BEMIDJI, MINN. - First we snapped photos.

The big-tooth aspen, the spruce and the red oak lying flat across the front yard like soldiers felled in battle. The ruination of our lovely little woods in the back.

Then we walked around the house where we lived for the first years of our marriage and still own. A neighbor had already texted us that the house had survived the hurricane-force winds that swept Bemidji early Saturday morning, but we had to see it for ourselves.

Next we unloaded the car. The coolers with plenty of ice and food and what we thought was too much water (but wasn’t enough), the chain saws, the sleeping bags and pillows. The house is between renters. There’s no furniture in it at the moment. No beds. No dishes. We ate off a yogurt lid and out of a glass bowl from the cooler.

There was also no power, just like thousands of other homes in the area. It could be a week, maybe more, before everybody has power. When you drive around town, you can understand why. Powerlines sag like an unraveling garment. Unnervingly, they lie on the roadway by Bemidji State University. One broke away from the power pole and stretched across our neighbor’s lawn.

In a disaster area, there’s nothing to do but get to work, if you are able. And crack jokes, like the guy on Facebook offering a slightly damaged trampoline for sale. Buyers would presumably have to unwind it from the utility pole themselves.

When volunteers arrive in a disaster zone, their minds and hearts are open to helping people with whatever they need. But on Sunday, when a neighbor came over talking about how her car is still blocked in, my husband started to volunteer to help and I cut him off.

“We can’t help, honey. We have our own work to do.”

Immediately I felt like a heel for embarrassing our neighbor and silencing my husband. I tried to remind myself of what a Salvation Army leader told our crew of volunteers heading to help the Fargo-Moorhead area after the 1997 flood. People who live in disaster zones are stressed. Let them lash out if they need to. While we don’t live in Bemidji, nobody else was going to clean up our property there, and I was stressed.

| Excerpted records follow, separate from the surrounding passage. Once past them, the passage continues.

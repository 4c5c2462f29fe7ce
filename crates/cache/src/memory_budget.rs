//! Memory budget tracking for bounded tile memory
//!
//! A single [`MemoryBudget`] caps the bytes held by decoded tile buffers
//! across every page that shares it. Reservations are atomic, so a budget can
//! be shared by several caches without a common lock.
//!
//! Buffers the cache does not own (a page's full decode) are charged through
//! a [`Reservation`], which hands its bytes back when dropped.

use std::sync::atomic::{AtomicUsize, Ordering};
use std::sync::Arc;

/// Memory pressure level derived from budget utilization
#[derive(Debug, Clone, Copy, PartialEq, Eq, PartialOrd, Ord)]
pub enum MemoryPressure {
    /// Below 50% utilization
    Low,
    /// 50-75% utilization
    Moderate,
    /// 75-90% utilization
    High,
    /// Above 90% utilization
    Critical,
}

impl MemoryPressure {
    /// Pressure level for a utilization ratio (0.0 to 1.0)
    pub fn from_utilization(utilization: f64) -> Self {
        if utilization < 0.5 {
            MemoryPressure::Low
        } else if utilization < 0.75 {
            MemoryPressure::Moderate
        } else if utilization < 0.90 {
            MemoryPressure::High
        } else {
            MemoryPressure::Critical
        }
    }

    /// True for High and Critical
    pub fn needs_eviction(&self) -> bool {
        matches!(self, MemoryPressure::High | MemoryPressure::Critical)
    }
}

/// Process-wide ceiling on resident tile bytes
///
/// # Example
///
/// ```
/// use pagetile_cache::MemoryBudget;
///
/// let budget = MemoryBudget::with_limit_mb(64);
///
/// let tile = 1024 * 1024 * 4;
/// assert!(budget.try_reserve(tile));
/// assert_eq!(budget.current_usage(), tile);
///
/// budget.release(tile);
/// assert_eq!(budget.current_usage(), 0);
/// ```
#[derive(Debug)]
pub struct MemoryBudget {
    ceiling: AtomicUsize,
    current_usage: AtomicUsize,
    peak_usage: AtomicUsize,
}

impl MemoryBudget {
    pub fn new(ceiling_bytes: usize) -> Self {
        Self {
            ceiling: AtomicUsize::new(ceiling_bytes),
            current_usage: AtomicUsize::new(0),
            peak_usage: AtomicUsize::new(0),
        }
    }

    pub fn with_limit_mb(limit_mb: usize) -> Self {
        Self::new(limit_mb.saturating_mul(1024 * 1024))
    }

    pub fn ceiling(&self) -> usize {
        self.ceiling.load(Ordering::Relaxed)
    }

    /// Change the ceiling. Existing reservations are kept even if they now
    /// exceed it; later reservations fail until enough is released.
    pub fn set_ceiling(&self, ceiling_bytes: usize) {
        self.ceiling.store(ceiling_bytes, Ordering::Relaxed);
    }

    pub fn current_usage(&self) -> usize {
        self.current_usage.load(Ordering::Acquire)
    }

    /// Highest usage ever reserved
    pub fn peak_usage(&self) -> usize {
        self.peak_usage.load(Ordering::Relaxed)
    }

    pub fn available(&self) -> usize {
        self.ceiling().saturating_sub(self.current_usage())
    }

    /// Current utilization ratio (0.0 to 1.0, may exceed 1.0 after a shrink)
    pub fn utilization(&self) -> f64 {
        let ceiling = self.ceiling();
        if ceiling == 0 {
            0.0
        } else {
            self.current_usage() as f64 / ceiling as f64
        }
    }

    pub fn pressure(&self) -> MemoryPressure {
        MemoryPressure::from_utilization(self.utilization())
    }

    /// True if `bytes` would fit right now
    pub fn can_allocate(&self, bytes: usize) -> bool {
        self.current_usage().saturating_add(bytes) <= self.ceiling()
    }

    /// Reserve `bytes` if they fit under the ceiling
    pub fn try_reserve(&self, bytes: usize) -> bool {
        let ceiling = self.ceiling();
        let reserved = self
            .current_usage
            .fetch_update(Ordering::AcqRel, Ordering::Acquire, |current| {
                let next = current.checked_add(bytes)?;
                (next <= ceiling).then_some(next)
            });

        match reserved {
            Ok(previous) => {
                self.peak_usage.fetch_max(previous + bytes, Ordering::Relaxed);
                true
            }
            Err(_) => false,
        }
    }

    /// Return `bytes` to the budget. Saturates at zero.
    pub fn release(&self, bytes: usize) {
        self.current_usage
            .fetch_update(Ordering::AcqRel, Ordering::Acquire, |current| {
                Some(current.saturating_sub(bytes))
            })
            .ok();
    }

    /// Reserve `bytes` for as long as the returned guard lives
    pub fn try_reserve_owned(self: &Arc<Self>, bytes: usize) -> Option<Reservation> {
        self.try_reserve(bytes).then(|| Reservation {
            budget: Arc::clone(self),
            bytes,
        })
    }
}

/// Bytes held against a [`MemoryBudget`], released on drop
#[derive(Debug)]
pub struct Reservation {
    budget: Arc<MemoryBudget>,
    bytes: usize,
}

impl Reservation {
    pub fn bytes(&self) -> usize {
        self.bytes
    }
}

impl Drop for Reservation {
    fn drop(&mut self) {
        self.budget.release(self.bytes);
    }
}

impl Default for MemoryBudget {
    /// 512 MiB
    fn default() -> Self {
        Self::with_limit_mb(512)
    }
}
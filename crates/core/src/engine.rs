//! Tile engine
//!
//! A [`TileEngine`] owns the pieces every open page shares: the image
//! backend, the job scheduler and its worker pool, and the memory-bounded
//! tile cache. Pages are opened with [`TileEngine::open`] and driven through
//! the returned [`ReaderImage`].

use std::collections::HashMap;
use std::fmt;
use std::sync::atomic::{AtomicU64, Ordering};
use std::sync::{Arc, Mutex, MutexGuard, PoisonError};
use std::time::Duration;

use log::info;
use pagetile_cache::{CacheStats, MemoryBudget, TileCache};
use pagetile_render::{
    fit_display_size, DecodeError, DisplaySize, ImageBackend, ImageId, ImageRsBackend, ImageSource,
    SourceDimensions, TileCompositor, TileKey, TilePlanner, Upscaler,
};
use pagetile_scheduler::{
    CancellationToken, Job, JobExecutor, JobScheduler, ScaleLimits, SchedulerStats, WorkerPool,
};

use crate::config::EngineConfig;
use crate::decode::{self, PageSource};
use crate::error::{EngineError, PageError, PageResult};
use crate::reader::ReaderImage;

/// Called from a worker thread whenever a tile's drawable content changed
pub type TileReadyCallback = Arc<dyn Fn(ImageId, TileKey) + Send + Sync>;

/// State shared between the engine, its pages and the worker pool
pub(crate) struct EngineShared {
    pub(crate) backend: Arc<dyn ImageBackend>,
    pub(crate) scheduler: Arc<JobScheduler>,
    pub(crate) cache: TileCache,
    pub(crate) config: EngineConfig,
    pub(crate) upscaler: Option<Arc<dyn Upscaler>>,
    on_tile_ready: Option<TileReadyCallback>,
    pages: Mutex<HashMap<ImageId, Arc<PageSource>>>,
    next_image_id: AtomicU64,
}

impl EngineShared {
    fn pages(&self) -> MutexGuard<'_, HashMap<ImageId, Arc<PageSource>>> {
        self.pages.lock().unwrap_or_else(PoisonError::into_inner)
    }

    pub(crate) fn page(&self, id: ImageId) -> Option<Arc<PageSource>> {
        self.pages().get(&id).cloned()
    }

    fn register(&self, page: Arc<PageSource>) {
        self.pages().insert(page.id, page);
    }

    pub(crate) fn unregister(&self, id: ImageId) -> Option<Arc<PageSource>> {
        self.pages().remove(&id)
    }

    pub(crate) fn open_pages(&self) -> usize {
        self.pages().len()
    }

    /// Drop the full decodes of pages other than `keep` that have no job
    /// outstanding. Their bytes go back to the budget once no job holds them.
    pub(crate) fn reclaim_idle_full_decodes(&self, keep: ImageId) -> usize {
        let others: Vec<Arc<PageSource>> = self
            .pages()
            .values()
            .filter(|page| page.id != keep)
            .cloned()
            .collect();

        let mut reclaimed = 0;
        for page in others {
            if page.holds_full_decode() && self.scheduler.outstanding(page.id) == 0 {
                page.release_full_decode();
                reclaimed += 1;
            }
        }
        reclaimed
    }

    pub(crate) fn notify_tile_ready(&self, image: ImageId, key: TileKey) {
        if let Some(callback) = &self.on_tile_ready {
            callback(image, key);
        }
    }

    pub(crate) fn compositor(&self) -> TileCompositor {
        TileCompositor::new()
            .with_upsampling(self.config.upsampling_filter)
            .with_debug_grid(self.config.show_debug_grid)
    }
}

/// Builder for [`TileEngine`]
///
/// # Example
///
/// ```no_run
/// use std::sync::Arc;
/// use pagetile_core::{EngineConfig, TileEngine};
/// use pagetile_render::{ImageRsBackend, ResampleUpscaler};
///
/// let engine = TileEngine::builder(Arc::new(ImageRsBackend::new()))
///     .with_config(EngineConfig::default().with_worker_count(2))
///     .with_upscaler(Arc::new(ResampleUpscaler::new(2)))
///     .on_tile_ready(|image, key| println!("{image} {key:?} ready"))
///     .build()
///     .unwrap();
/// ```
pub struct TileEngineBuilder {
    backend: Arc<dyn ImageBackend>,
    config: EngineConfig,
    upscaler: Option<Arc<dyn Upscaler>>,
    on_tile_ready: Option<TileReadyCallback>,
    budget: Option<Arc<MemoryBudget>>,
}

impl TileEngineBuilder {
    pub fn with_config(mut self, config: EngineConfig) -> Self {
        self.config = config;
        self
    }

    pub fn with_upscaler(mut self, upscaler: Arc<dyn Upscaler>) -> Self {
        self.upscaler = Some(upscaler);
        self
    }

    /// Register the tile-ready callback. It runs on worker threads and must
    /// not call back into the engine.
    pub fn on_tile_ready<F>(mut self, callback: F) -> Self
    where
        F: Fn(ImageId, TileKey) + Send + Sync + 'static,
    {
        self.on_tile_ready = Some(Arc::new(callback));
        self
    }

    /// Share a budget with other engines instead of creating one from
    /// `memory_ceiling_bytes`
    pub fn with_budget(mut self, budget: Arc<MemoryBudget>) -> Self {
        self.budget = Some(budget);
        self
    }

    pub fn build(self) -> Result<TileEngine, EngineError> {
        self.config.validate()?;

        let budget = self
            .budget
            .unwrap_or_else(|| Arc::new(MemoryBudget::new(self.config.memory_ceiling_bytes)));
        let scheduler = Arc::new(JobScheduler::new());
        let pool_config = self.config.worker_pool_config();

        let shared = Arc::new(EngineShared {
            backend: self.backend,
            scheduler: Arc::clone(&scheduler),
            cache: TileCache::new(budget),
            config: self.config,
            upscaler: self.upscaler,
            on_tile_ready: self.on_tile_ready,
            pages: Mutex::new(HashMap::new()),
            next_image_id: AtomicU64::new(1),
        });

        let worker_shared = Arc::clone(&shared);
        let executor: JobExecutor = Arc::new(move |job: &Job, token: &CancellationToken| {
            decode::run_job(&worker_shared, job, token)
        });
        let pool = WorkerPool::new(scheduler, executor, pool_config)?;

        info!(
            "tile engine started: {} workers, {} MiB tile budget, {} px max tile",
            pool.num_workers(),
            shared.cache.budget().ceiling() / (1024 * 1024),
            shared.config.max_tile_pixels
        );
        Ok(TileEngine { shared, pool })
    }
}

/// Shared decode engine for any number of open pages
pub struct TileEngine {
    shared: Arc<EngineShared>,
    pool: WorkerPool,
}

impl TileEngine {
    pub fn builder(backend: Arc<dyn ImageBackend>) -> TileEngineBuilder {
        TileEngineBuilder {
            backend,
            config: EngineConfig::default(),
            upscaler: None,
            on_tile_ready: None,
            budget: None,
        }
    }

    pub fn new(backend: Arc<dyn ImageBackend>, config: EngineConfig) -> Result<Self, EngineError> {
        Self::builder(backend).with_config(config).build()
    }

    /// Engine backed by the `image` crate, resampling with the configured
    /// kernels
    pub fn image_rs(config: EngineConfig) -> Result<Self, EngineError> {
        let backend = Arc::new(ImageRsBackend::with_resample(config.resample_config()));
        Self::new(backend, config)
    }

    /// Open a page laid out at `display_size`.
    ///
    /// Only the header is read here; decoding starts with the first
    /// [`ReaderImage::update`].
    pub fn open(&self, source: ImageSource, display_size: DisplaySize) -> PageResult<ReaderImage> {
        check_display_size(display_size)?;
        let dimensions = self.probe(&source)?;
        Ok(self.register(source, dimensions, display_size))
    }

    /// Open a page fitted into `area`, keeping its aspect ratio unless
    /// `stretch_to_fit` is set
    pub fn open_fitted(&self, source: ImageSource, area: DisplaySize) -> PageResult<ReaderImage> {
        check_display_size(area)?;
        let dimensions = self.probe(&source)?;
        let display = fit_display_size(dimensions, area, self.shared.config.stretch_to_fit);
        check_display_size(display)?;
        Ok(self.register(source, dimensions, display))
    }

    fn probe(&self, source: &ImageSource) -> PageResult<SourceDimensions> {
        let probe_error = |error| PageError::Probe {
            image: source.describe(),
            error,
        };
        let dimensions = self
            .shared
            .backend
            .probe_dimensions(source)
            .map_err(probe_error)?;
        if dimensions.is_empty() {
            return Err(probe_error(DecodeError::CorruptData(
                "image has no pixels".to_string(),
            )));
        }
        Ok(dimensions)
    }

    fn register(
        &self,
        source: ImageSource,
        dimensions: SourceDimensions,
        display_size: DisplaySize,
    ) -> ReaderImage {
        let tiles = TilePlanner::new(self.shared.config.max_tile_pixels).plan(dimensions, display_size);
        let id = ImageId(self.shared.next_image_id.fetch_add(1, Ordering::Relaxed));
        info!(
            "opened {} as {}: {}x{} in {} tiles, display {}x{}",
            source.describe(),
            id,
            dimensions.width,
            dimensions.height,
            tiles.len(),
            display_size.width,
            display_size.height
        );

        let page = Arc::new(PageSource::new(id, source, dimensions));
        self.shared.register(Arc::clone(&page));
        ReaderImage::new(Arc::clone(&self.shared), page, display_size, tiles)
    }

    pub fn config(&self) -> &EngineConfig {
        &self.shared.config
    }

    pub fn scale_limits(&self) -> ScaleLimits {
        self.shared.config.scale_limits()
    }

    /// Compositor configured with the engine's filter and debug settings
    pub fn compositor(&self) -> TileCompositor {
        self.shared.compositor()
    }

    pub fn memory_budget(&self) -> &Arc<MemoryBudget> {
        self.shared.cache.budget()
    }

    /// Bytes held by cached tile buffers. Full decodes are charged to
    /// [`memory_budget`](Self::memory_budget) as well but not counted here.
    pub fn memory_used(&self) -> usize {
        self.shared.cache.memory_used()
    }

    pub fn cache_stats(&self) -> CacheStats {
        self.shared.cache.stats()
    }

    pub fn scheduler_stats(&self) -> SchedulerStats {
        self.shared.scheduler.stats()
    }

    pub fn open_pages(&self) -> usize {
        self.shared.open_pages()
    }

    /// Block until no job of `image` is queued or running
    pub fn wait_until_idle(&self, image: ImageId, timeout: Duration) -> bool {
        self.shared.scheduler.wait_until_idle(image, timeout)
    }
}

fn check_display_size(size: DisplaySize) -> PageResult<()> {
    if size.is_valid() {
        Ok(())
    } else {
        Err(PageError::InvalidDisplaySize {
            width: size.width,
            height: size.height,
        })
    }
}

impl fmt::Debug for TileEngine {
    fn fmt(&self, f: &mut fmt::Formatter<'_>) -> fmt::Result {
        f.debug_struct("TileEngine")
            .field("config", &self.shared.config)
            .field("workers", &self.pool.num_workers())
            .field("open_pages", &self.shared.open_pages())
            .field("memory_used", &self.shared.cache.memory_used())
            .finish_non_exhaustive()
    }
}

#[cfg(test)]
mod tests {
    use super::*;
    use pagetile_render::testing::SyntheticBackend;

    fn engine() -> TileEngine {
        let config = EngineConfig::default().with_worker_count(2);
        TileEngine::new(Arc::new(SyntheticBackend::new(1, 1)), config).unwrap()
    }

    #[test]
    fn test_open_assigns_distinct_ids() {
        let engine = engine();
        let a = engine
            .open(SyntheticBackend::source(4000, 3000), DisplaySize::new(400.0, 300.0))
            .unwrap();
        let b = engine
            .open(SyntheticBackend::source(4000, 3000), DisplaySize::new(400.0, 300.0))
            .unwrap();
        assert_ne!(a.id(), b.id());
        assert_eq!(engine.open_pages(), 2);

        a.close();
        assert_eq!(engine.open_pages(), 1);
        drop(b);
        assert_eq!(engine.open_pages(), 0);
    }

    #[test]
    fn test_open_rejects_invalid_display_size() {
        let engine = engine();
        let result = engine.open(SyntheticBackend::source(100, 100), DisplaySize::new(0.0, 100.0));
        assert!(matches!(result, Err(PageError::InvalidDisplaySize { .. })));
        assert_eq!(engine.open_pages(), 0);
    }

    #[test]
    fn test_open_rejects_empty_image() {
        let engine = engine();
        let result = engine.open(SyntheticBackend::source(0, 100), DisplaySize::new(100.0, 100.0));
        assert!(matches!(result, Err(PageError::Probe { .. })));
    }

    #[test]
    fn test_open_fitted_keeps_aspect_ratio() {
        let engine = engine();
        let page = engine
            .open_fitted(SyntheticBackend::source(4000, 2000), DisplaySize::new(1000.0, 1000.0))
            .unwrap();
        assert_eq!(page.display_size(), DisplaySize::new(1000.0, 500.0));
    }

    #[test]
    fn test_build_rejects_invalid_config() {
        let config = EngineConfig::default().with_scale_limits(2.0, 1.0);
        let result = TileEngine::new(Arc::new(SyntheticBackend::new(1, 1)), config);
        assert!(matches!(result, Err(EngineError::Config(_))));
    }
}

The guilt still lingers, though.

We trudged through the heat and humidity, pausing often to mop our faces, as we chainsawed the trees that had once provided shade, privacy, and nesting, and carried logs and limbs to the edge of the yard. We have an acre of land. We didn’t even get to the trees in the back half of it, not even the one on the septic system. We might just let most of them lie there and rot like a natural forest would, supporting the ecosystem around it. There’s no loss without some gain, as they say, and all those seedlings have gained all the sunshine they want. We spotted several juvenile spruce trees already on their way up, too small for the winds to bother.

You think about things when cleaning up after a disaster. About the people whose homes are now covered with fallen trees. About the electrical linemen working 16-hour days. About climate change, and how weird everything has been lately, with that 90-degree weather back in May (96 in International Falls!) and the Canadian wildfire smoke choking the entire state a few weeks ago, and the tornadoes last week in Crow Wing and Cass counties.

You think about how insurance companies are leaving states with high climate risks and wonder whether they’ll jack the rates for homeowners in northern Minnesota, or if they’ll consider the weekend’s derecho a freak event unlikely to recur.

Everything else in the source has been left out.